The committee stage proved pivotal. In February 2025, the Senate Committee on Finance convened a two-day public hearing that became the crucible of refinement. Senate President Godswill Akpabio framed the moment as a decisive opportunity to modernise Nigeria’s revenue system and leave behind outdated bureaucratic hurdles. Chaired by Senator Sani Musa, the sessions drew key government officials, including the Minister of Finance and Coordinating Minister of the Economy Wale Edun, the Attorney-General of the Federation, Lateef Fagbemi, and FIRS Chairman, Zacch Adedeji, alongside representatives of the organised private sector, tax professionals, and civil society groups.
Public hearings in Nigeria’s legislative culture are more than symbolic rituals. They are institutional mechanisms for legitimacy and technical refinement. Written memoranda were submitted and debated. Business groups sought clarity on VAT exemptions and thresholds. Tax experts proposed definitional adjustments. Civil society organisations emphasised fairness and transparency. These engagements influenced amendments that softened certain provisions, clarified administrative procedures, and attempted to cushion vulnerable sectors. What emerged from committee deliberations was therefore not identical to the original executive draft. It was a negotiated document, shaped by argument and compromise.
Following committee reports, the bills returned to plenary for Third Reading and passage. Where textual differences arose between the Senate and the House of Representatives, harmonisation mechanisms ensured alignment before final transmission. This reconciliation phase, though often overlooked in public discourse, is crucial in preventing inconsistencies and preserving legislative coherence. It reinforced the collaborative nature of the reform journey.
On June 26, 2025, presidential assent completed the constitutional cycle. Gazetting followed, authenticating the Acts and eliminating the risk of unofficial versions circulating in the public domain. Importantly, commencement was scheduled for January 1, 2026, creating a transition window for taxpayers, administrators, and subnational governments to prepare.
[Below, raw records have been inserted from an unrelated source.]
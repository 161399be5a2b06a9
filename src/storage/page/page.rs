//! Page - the fundamental 4KB unit of storage.
//!
//! A [`Page`] is a raw 4KB byte array that serves as the unit of I/O
//! between disk and memory. The buffer pool keeps one per frame, wrapped in
//! a [`SharedPage`] so the disk scheduler can fill or drain it in place.

use std::sync::Arc;

use parking_lot::RwLock;

use crate::common::config::PAGE_SIZE;

/// A frame's page buffer together with its reader/writer latch.
///
/// The latch is the per-page latch: it protects the bytes only, never the
/// buffer pool's page table.
pub type SharedPage = Arc<RwLock<Page>>;

/// A page of data (4KB, 4KB-aligned).
///
/// The layout of the bytes belongs to whoever owns the page (an index,
/// a heap file); the buffer pool treats them as opaque.
///
/// `Page` does not implement `Clone` outside tests: copying 4KB should be
/// an explicit `copy_from_slice`.
///
/// # Example
/// ```
/// use pagepool::storage::page::Page;
///
/// let mut page = Page::new();
/// page.as_mut_slice()[0] = 0xFF;
/// assert_eq!(page.as_slice()[0], 0xFF);
/// ```
#[repr(align(4096))]
pub struct Page {
    data: [u8; PAGE_SIZE],
}

impl Page {
    /// Create a new zeroed page.
    #[inline]
    pub fn new() -> Self {
        Self {
            data: [0u8; PAGE_SIZE],
        }
    }

    /// Allocate a zeroed page behind a fresh latch.
    pub fn new_shared() -> SharedPage {
        Arc::new(RwLock::new(Page::new()))
    }

    #[inline]
    pub fn as_slice(&self) -> &[u8] {
        &self.data
    }

    #[inline]
    pub fn as_mut_slice(&mut self) -> &mut [u8] {
        &mut self.data
    }

    /// Zero out the entire page.
    pub fn reset(&mut self) {
        self.data.fill(0);
    }

    #[inline]
    pub const fn size() -> usize {
        PAGE_SIZE
    }

    /// Whether every byte is zero (a never-written page).
    pub fn is_zeroed(&self) -> bool {
        self.data.iter().all(|&b| b == 0)
    }
}

impl Default for Page {
    fn default() -> Self {
        Self::new()
    }
}

#[cfg(test)]
impl Clone for Page {
    fn clone(&self) -> Self {
        let mut new_page = Page::new();
        new_page.data.copy_from_slice(&self.data);
        new_page
    }
}

#[cfg(test)]
mod tests {
    use super::*;

    #[test]
    fn test_page_size_and_alignment() {
        assert_eq!(std::mem::size_of::<Page>(), PAGE_SIZE);
        assert_eq!(std::mem::align_of::<Page>(), 4096);
    }

    #[test]
    fn test_page_new_is_zeroed() {
        let page = Page::new();
        assert!(page.is_zeroed());
        assert_eq!(page.as_slice().len(), Page::size());
    }

    #[test]
    fn test_page_read_write() {
        let mut page = Page::new();

        page.as_mut_slice()[0] = 0xFF;
        page.as_mut_slice()[4095] = 0xCD;

        assert_eq!(page.as_slice()[0], 0xFF);
        assert_eq!(page.as_slice()[4095], 0xCD);
        assert!(!page.is_zeroed());
    }

    #[test]
    fn test_page_reset() {
        let mut page = Page::new();
        page.as_mut_slice()[100] = 0xAB;

        page.reset();

        assert!(page.is_zeroed());
    }

    #[test]
    fn test_shared_page_latch() {
        let shared = Page::new_shared();
        shared.write().as_mut_slice()[7] = 7;

        let r1 = shared.read();
        let r2 = shared.read();
        assert_eq!(r1.as_slice()[7], 7);
        assert_eq!(r2.as_slice()[7], 7);
        assert!(shared.try_write().is_none());
    }
}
That delayed implementation reflects an awareness that structural reform requires adjustment time to succeed.
The process itself profoundly shaped the substance of the laws. Executive initiation ensured policy direction and technical depth. Legislative debate injected political sensitivity and regional balancing. Public hearings enhanced practical viability. Consolidation as a drafting strategy produced coherence where fragmentation once prevailed. Even the phased commencement signalled prudence over haste.
The 2025 tax reforms therefore represent more than statutory revision. They mark an institutional recalibration. Whether the laws ultimately deliver simplified compliance, reduced multiple taxation, improved digital tax governance, and stronger revenue mobilisation will depend on implementation discipline. Yet the legislative journey offers its own lesson: durable reform in a democracy is iterative, consultative, and occasionally contentious.
In the end, what Nigeria has today is not merely a new tax code. It is the outcome of structured engagement between the Executive, the Legislature, and the public sphere. The genesis of the tax reform legislation, rooted in diagnosis, debate, and deliberation, has indelibly shaped its final form.